◆ WHAT THE TASK ASKS: Could you write out the lines below exactly, beginning with the first and finishing with the one that contains "shutdown with enhanced error handling"?
[[ RAW DATA, beginning ]]
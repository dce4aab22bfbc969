//! Main application logic and lifecycle management.
//!
//! This module contains the core `Application` struct that orchestrates
//! server startup, monitoring, and shutdown with enhanced error handling
//! and performance monitoring.

use crate::{cli::CliArgs, config::AppConfig, logging::display_banner, signals::{setup_signal_handlers, setup_signal_handlers_silent}};
use horizon_event_system::ShutdownState;
use game_server::GameServer;
use tracing::{error, info, warn};

/// Main application struct with enhanced monitoring capabilities.
/// 
/// The `Application` struct manages the complete lifecycle of the Horizon server,
/// including configuration loading, server initialization, health monitoring,
/// and graceful shutdown handling.
/// 
/// # Architecture
/// 
/// * **Configuration Management**: Loads and validates configuration from files and CLI
/// * **Server Orchestration**: Initializes and manages the game server instance
/// * **Health Monitoring**: Provides real-time statistics and performance monitoring
/// * **Graceful Shutdown**: Handles termination signals and cleanup procedures
pub struct Application {
    /// Loaded application configuration
    config: AppConfig,
    /// Game server instance
    server: GameServer,
}

impl Application {
    /// Creates a new application instance with the refactored architecture.
    /// 
    /// Loads configuration, applies CLI overrides, validates settings, and
    /// initializes the game server with proper error handling.
    /// 
    /// # Arguments
    /// 
    /// * `args` - Parsed command-line arguments
    /// 
    /// # Returns
    /// 
    /// A configured `Application` instance ready to run, or an error if
    /// initialization failed.
    /// 
    /// # Process
    /// 
    /// 1. Load configuration from file (creating default if missing)
    /// 2. Apply command-line argument overrides
    /// 3. Validate merged configuration
    /// 4. Display startup banner
    /// 5. Initialize game server with configuration
    /// 6. Log startup information and feature summary
    pub async fn new(args: CliArgs) -> Result<Self, Box<dyn std::error::Error>> {
        // Load configuration first (before logging setup)
        info!("🔧 Loading configuration from: {}", args.config_path.display());
        let mut config = AppConfig::load_from_file(&args.config_path).await?;
        
        info!("✅ Configuration loaded successfully from {}", args.config_path.display());

        // Extract plugin safety config before consuming args
        let plugin_safety_config = args.to_plugin_safety_config();

        // Apply CLI overrides
        if let Some(plugin_dir) = args.plugin_dir {
            config.plugins.directory = plugin_dir.to_string_lossy().to_string();
        }

        if let Some(bind_address) = args.bind_address {
            config.server.bind_address = bind_address;
        }

        if let Some(log_level) = args.log_level {
            config.logging.level = log_level;
        }

        if args.json_logs {
            config.logging.json_format = true;
        }

        // Validate configuration
        if let Err(e) = config.validate() {
            return Err(format!("Configuration validation failed: {e}").into());
        } else {
            info!("✅ Configuration loaded and validated successfully");
        }

        // Display banner after logging is setup
        display_banner();

        // Create server with new architecture
        let server_config = config.to_server_config(plugin_safety_config)?;
        let server = GameServer::new(server_config);

        // Log startup information
        info!("🚀 Horizon Game Server v1.0.0 - Community Edition");
        info!("🏗️ Architecture: Core Infrastructure + Plugin System");
        info!("🎯 Features: Type-safe events, Clean separation, Zero unsafe plugins");
        info!(
            "📂 Config: {} | Plugins: {}",
            args.config_path.display(),
            config.plugins.directory
        );

        Ok(Self { config, server })
    }

    /// Runs the application with enhanced monitoring and error handling.
    /// 
    /// Starts the server, sets up monitoring tasks, waits for shutdown signals,
    /// and performs graceful cleanup with comprehensive statistics reporting.
    /// 
    /// # Returns
    /// 
    /// `Ok(())` if the application ran and shut down successfully, or an error
    /// if there was a critical failure during execution.
    /// 
    /// # Monitoring Features
    /// 
    /// * **Configuration Summary**: Displays key settings at startup
    /// * **Initial Statistics**: Shows system state before accepting connections
    /// * **Periodic Health Reports**: Real-time statistics every 60 seconds
    /// * **High Activity Detection**: Alerts for unusual event volumes
    /// * **Final Statistics**: Summary report during shutdown
    pub async fn run(self) -> Result<(), Box<dyn std::error::Error>> {
        info!("🌟 Starting Horizon Game Server Application");
        
        // Display configuration summary
        self.log_configuration_summary();

        // Get references for monitoring before moving the server
        let horizon_event_system = self.server.get_horizon_event_system();

        // Display initial statistics
        let initial_stats = horizon_event_system.get_stats().await;
        info!("📊 Initial Event System State:");
        info!("  - Handlers registered: {}", initial_stats.total_handlers);
        info!("  - Events emitted: {}", initial_stats.events_emitted);

        // Clone the config for final statistics display
        let config = self.config.clone();

        // Create shutdown state for coordinated shutdown  
        let shutdown_state = ShutdownState::new();
        let shutdown_state_for_server = shutdown_state.clone();

        // Get plugin manager reference before moving server
        let plugin_manager = self.server.get_plugin_manager();

        // Start server in background with enhanced error handling
        let server_handle = {
            let server = self.server;
            tokio::spawn(async move {
                match server.start_with_shutdown_state(shutdown_state_for_server).await {
                    Ok(()) => {
                        info!("✅ Server completed successfully");
                    }
                    Err(e) => {
                        error!("❌ Server error: {:?}", e);
                        std::process::exit(1);
                    }
                }
            })
        };

        // Start monitoring task for real-time statistics
        let monitoring_handle = {
            let horizon_event_system = horizon_event_system.clone();

            tokio::spawn(async move {
                let mut interval = tokio::time::interval(tokio::time::Duration::from_secs(60));
                let mut last_events_emitted = 0u64;

                loop {
                    interval.tick().await;

                    // Display periodic statistics
                    let stats = horizon_event_system.get_stats().await;
                    let events_this_period = stats.events_emitted - last_events_emitted;
                    last_events_emitted = stats.events_emitted;

                    info!(
                        "📊 System Health - {} events/min | {} handlers | {} plugins active",
                        events_this_period, stats.total_handlers, ""
                    );

                    if events_this_period > 10000 {
                        info!(
                            "🔥 High activity detected - {} events processed this minute",
                            events_this_period
                        );
                    }
                }
            })
        };

        // Display ready message
        info!("✅ Horizon Server is now running!");
        info!(
            "🎮 Ready to accept connections on {}",
            config.server.bind_address
        );
        info!("🔍 Health monitoring active - stats every 60 seconds");
        info!("🛑 Press Ctrl+C to gracefully shutdown");

        // Wait for shutdown signal - this will update the shared shutdown state
        let signal_shutdown_state = setup_signal_handlers().await?;

        // merciless shutdown
        tokio::spawn(async move {
            if let Err(e) = setup_signal_handlers_silent().await {
                error!("Failed to set up merciless shutdown signal handler: {e}");
                return;
            }

            warn!("Shutdown handler received again! I'll make this quick.");
            std::process::exit(1);
        });
        
        // Transfer shutdown state to our server's shutdown state
        if signal_shutdown_state.is_shutdown_initiated() {
            shutdown_state.initiate_shutdown();
        }

        info!("🛑 Shutdown signal received, beginning graceful shutdown...");

        // Phase 1: Stop accepting new connections and events
        info!("📡 Phase 1: Stopping new event processing...");
        
        // Cancel monitoring first
        monitoring_handle.abort();

        // Wait for existing events to be processed by the event system
        info!("⏳ Phase 2: Processing remaining events in the system...");
        
        // Give the event system time to process any pending events
        let mut wait_cycles = 0;
        const MAX_WAIT_CYCLES: u32 = 30; // Wait up to 3 seconds (30 * 100ms)
        
        while wait_cycles < MAX_WAIT_CYCLES {
            let stats = horizon_event_system.get_stats().await;
            
            // Check if there are any pending events or active handlers processing
            if stats.events_emitted == 0 && stats.total_handlers == 0 {
                break;
            }
            
            tokio::time::sleep(tokio::time::Duration::from_millis(100)).await;
            wait_cycles += 1;
        }
        
        if wait_cycles >= MAX_WAIT_CYCLES {
            info!("⏰ Timeout reached, proceeding with shutdown (some events may not have completed)");
        } else {
            info!("✅ All events processed successfully");
        }
        
        // Mark shutdown as complete for the event system
        shutdown_state.complete_shutdown();

        // Phase 3: Final cleanup - shutdown server accept loops first
        info!("🧹 Phase 3: Final cleanup - stopping server accept loops...");
        
        // Wait for server accept loops to stop gracefully
        server_handle.abort();
        info!("⏳ Waiting for server task to complete gracefully...");
        if let Err(e) = tokio::time::timeout(
            tokio::time::Duration::from_secs(8), 
            server_handle
        ).await {
            warn!("⏰ Server task did not complete within timeout, proceeding with cleanup: {:?}", e);
            // Server task will be cancelled when it goes out of scope, but continue with plugin shutdown
        } else {
            info!("✅ Server task completed gracefully");
        }

        // Phase 4: Plugin shutdown (separate from server task to prevent timeout issues)
        info!("🔌 Phase 4: Shutting down plugins...");
        if let Err(e) = plugin_manager.shutdown().await {
            error!("❌ Plugin shutdown failed: {}", e);
        } else {
            info!("✅ Plugin shutdown completed successfully");
        }

        // Give time for connection cleanup
        info!("⏳ Waiting for connections to close...");
        tokio::time::sleep(tokio::time::Duration::from_secs(1)).await;

        // Display final statistics
        log_final_statistics(&horizon_event_system).await;

        info!("✅ Horizon Game Server shutdown complete");
        info!("👋 Thank you for using Horizon Game Server!");

        Ok(())
    }

    /// Logs the configuration summary at startup.
    fn log_configuration_summary(&self) {
        info!("📋 Configuration Summary:");
        info!("  🌐 Bind address: {}", self.config.server.bind_address);
        info!("  🔌 Plugin directory: {}", self.config.plugins.directory);
        info!(
            "  🌍 Region: {:.0}x{:.0}x{:.0} units",
            self.config.server.region.max_x - self.config.server.region.min_x,
            self.config.server.region.max_y - self.config.server.region.min_y,
            self.config.server.region.max_z - self.config.server.region.min_z
        );
        info!(
            "  👥 Max connections: {}",
            self.config.server.max_connections
        );
        info!(
            "  ⏱️ Connection timeout: {}s",
            self.config.server.connection_timeout
        );
    }
}

/// Logs final statistics during shutdown.
async fn log_final_statistics(horizon_event_system: &std::sync::Arc<horizon_event_system::EventSystem>) {
    info!("📊 Final Statistics:");
    let final_stats = horizon_event_system.get_stats().await;
    info!("  - Total events processed: {}", final_stats.events_emitted);
    info!("  - Peak handlers: {}", final_stats.total_handlers);
}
[[ RAW DATA, end ]]
◆ RESULT FOR THIS TASK:
repository dce4aab22bfbc969
//! Main application logic and lifecycle management.
//!
//! This module contains the core `Application` struct that orchestrates
//! server startup, monitoring, and shutdown with enhanced error handling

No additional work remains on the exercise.